Type 2 diabetes mellitus is a metabolic disorder that results in hyperglycemia (high blood glucose levels) due to the body:

  • Being ineffective at using the insulin it has produced; also known as insulin resistance and/or
  • Being unable to produce enough insulin

Type 2 diabetes is characterised by the body being unable to metabolise glucose (a simple sugar). This leads to high levels of blood glucose which over time may damage the organs of the body.

From this, it can be understood that for someone with diabetes something that is food for ordinary people can become a sort of metabolic poison.

This is why people with diabetes are advised to avoid sources of dietary sugar.

The good news is for very many people with type 2 diabetes this is all they have to do to stay well. If you can keep your blood sugar lower by avoiding dietary sugar, likely you will never need long-term medication.

Type 2 diabetes was formerly known as non-insulin-dependent or adult-onset diabetes due to its occurrence mainly in people over 40. However, type 2 diabetes is now becoming more common in young adults, teens and children and accounts for roughly 90% of all diabetes cases worldwide.

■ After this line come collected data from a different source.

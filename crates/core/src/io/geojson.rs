//! GeoJSON reading/writing for feature collections

use std::fs;
use std::path::Path;

use geojson::{GeoJson, JsonObject, JsonValue};
use serde_json::Map;

use crate::crs::CRS;
use crate::error::{Error, Result};
use crate::vector::{AttributeValue, Feature, FeatureCollection};

fn to_attribute(value: &JsonValue) -> AttributeValue {
    match value {
        JsonValue::Null => AttributeValue::Null,
        JsonValue::Bool(b) => AttributeValue::Bool(*b),
        JsonValue::Number(n) => match n.as_i64() {
            Some(i) => AttributeValue::Int(i),
            None => AttributeValue::Float(n.as_f64().unwrap_or(f64::NAN)),
        },
        JsonValue::String(s) => AttributeValue::String(s.clone()),
        other => AttributeValue::String(other.to_string()),
    }
}

fn to_json(value: &AttributeValue) -> JsonValue {
    match value {
        AttributeValue::Null => JsonValue::Null,
        AttributeValue::Bool(b) => JsonValue::Bool(*b),
        AttributeValue::Int(i) => JsonValue::from(*i),
        AttributeValue::Float(f) => serde_json::Number::from_f64(*f)
            .map(JsonValue::Number)
            .unwrap_or(JsonValue::Null),
        AttributeValue::String(s) => JsonValue::String(s.clone()),
    }
}

/// CRS from the (legacy) `crs` member, `{"type": "name", "properties": {"name": ...}}`
fn parse_crs(foreign: Option<&JsonObject>) -> Option<CRS> {
    let name = foreign?
        .get("crs")?
        .get("properties")?
        .get("name")?
        .as_str()?;
    name.parse().ok()
}

fn convert_feature(feature: geojson::Feature) -> Result<Feature> {
    let geometry = feature
        .geometry
        .map(geo_types::Geometry::<f64>::try_from)
        .transpose()?;
    let id = feature.id.map(|id| match id {
        geojson::feature::Id::String(s) => s,
        geojson::feature::Id::Number(n) => n.to_string(),
    });
    let properties = feature
        .properties
        .unwrap_or_default()
        .iter()
        .map(|(k, v)| (k.clone(), to_attribute(v)))
        .collect();
    Ok(Feature {
        geometry,
        properties,
        id,
    })
}

/// Parse a GeoJSON document (collection, single feature or bare geometry)
pub fn parse_geojson(text: &str) -> Result<FeatureCollection> {
    let geojson: GeoJson = text.parse()?;
    let mut out = FeatureCollection::new();
    match geojson {
        GeoJson::FeatureCollection(fc) => {
            out.crs = parse_crs(fc.foreign_members.as_ref());
            for feature in fc.features {
                out.push(convert_feature(feature)?);
            }
        }
        GeoJson::Feature(feature) => out.push(convert_feature(feature)?),
        GeoJson::Geometry(geometry) => {
            out.push(Feature::new(geo_types::Geometry::<f64>::try_from(geometry)?));
        }
    }
    Ok(out)
}

/// Read a GeoJSON file
pub fn read_geojson<P: AsRef<Path>>(path: P) -> Result<FeatureCollection> {
    let text = fs::read_to_string(path.as_ref())?;
    parse_geojson(&text)
}

/// Serialize a collection to a GeoJSON string
pub fn to_geojson_string(collection: &FeatureCollection) -> Result<String> {
    let features = collection
        .iter()
        .map(|f| geojson::Feature {
            bbox: None,
            geometry: f
                .geometry
                .as_ref()
                .map(|g| geojson::Geometry::new(geojson::Value::from(g))),
            id: f.id.clone().map(|id| match id.parse::<i64>() {
                Ok(n) => geojson::feature::Id::Number(n.into()),
                Err(_) => geojson::feature::Id::String(id),
            }),
            properties: Some(
                f.properties
                    .iter()
                    .map(|(k, v)| (k.clone(), to_json(v)))
                    .collect::<Map<String, JsonValue>>(),
            ),
            foreign_members: None,
        })
        .collect();

    let foreign_members = collection.crs.as_ref().and_then(CRS::urn).map(|urn| {
        let mut members = JsonObject::new();
        members.insert(
            "crs".to_string(),
            serde_json::json!({"type": "name", "properties": {"name": urn}}),
        );
        members
    });

    let fc = geojson::FeatureCollection {
        bbox: None,
        features,
        foreign_members,
    };
    serde_json::to_string(&fc).map_err(Error::from)
}

/// Write a collection to a GeoJSON file
pub fn write_geojson<P: AsRef<Path>>(collection: &FeatureCollection, path: P) -> Result<()> {
    fs::write(path.as_ref(), to_geojson_string(collection)?)?;
    Ok(())
}
use ledger_reports::{
    cli::{output, run_cli},
    init,
};

fn main() {
    init();

    if let Err(err) = run_cli() {
        output::error(format!("Error: {err}"));
        std::process::exit(1);
    }
}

How serious is type 2 diabetes?

Type 2 diabetes is a serious medical condition that often requires the use of anti-diabetic medication, or insulin to keep blood sugar levels under control. However, the development of type 2 diabetes and its side effects (complications) can be prevented if detected and treated at an early stage.

In recent years, it has become apparent that many people with type 2 diabetes are able to reverse diabetes through methods including low-carb diets, very-low-calorie diets and exercise.

For guidance on healthy eating to improve blood glucose levels and weight and to fight back against insulin resistance, join the Low Carb Program.

Following pre-diabetes or metabolic disorder, type 2 diabetes can potentially be avoided through diet and exercise.

What causes type 2 diabetes?

Type 2 diabetes occurs when the hormone insulin is not used effectively by the cells in your body. Insulin is needed for cells to take in glucose (sugar) from the bloodstream and convert it into energy.

Ineffective use of insulin results in the body becoming resistant to insulin – also known as insulin resistance, which in turn causes blood sugar levels to rise (hyperglycemia).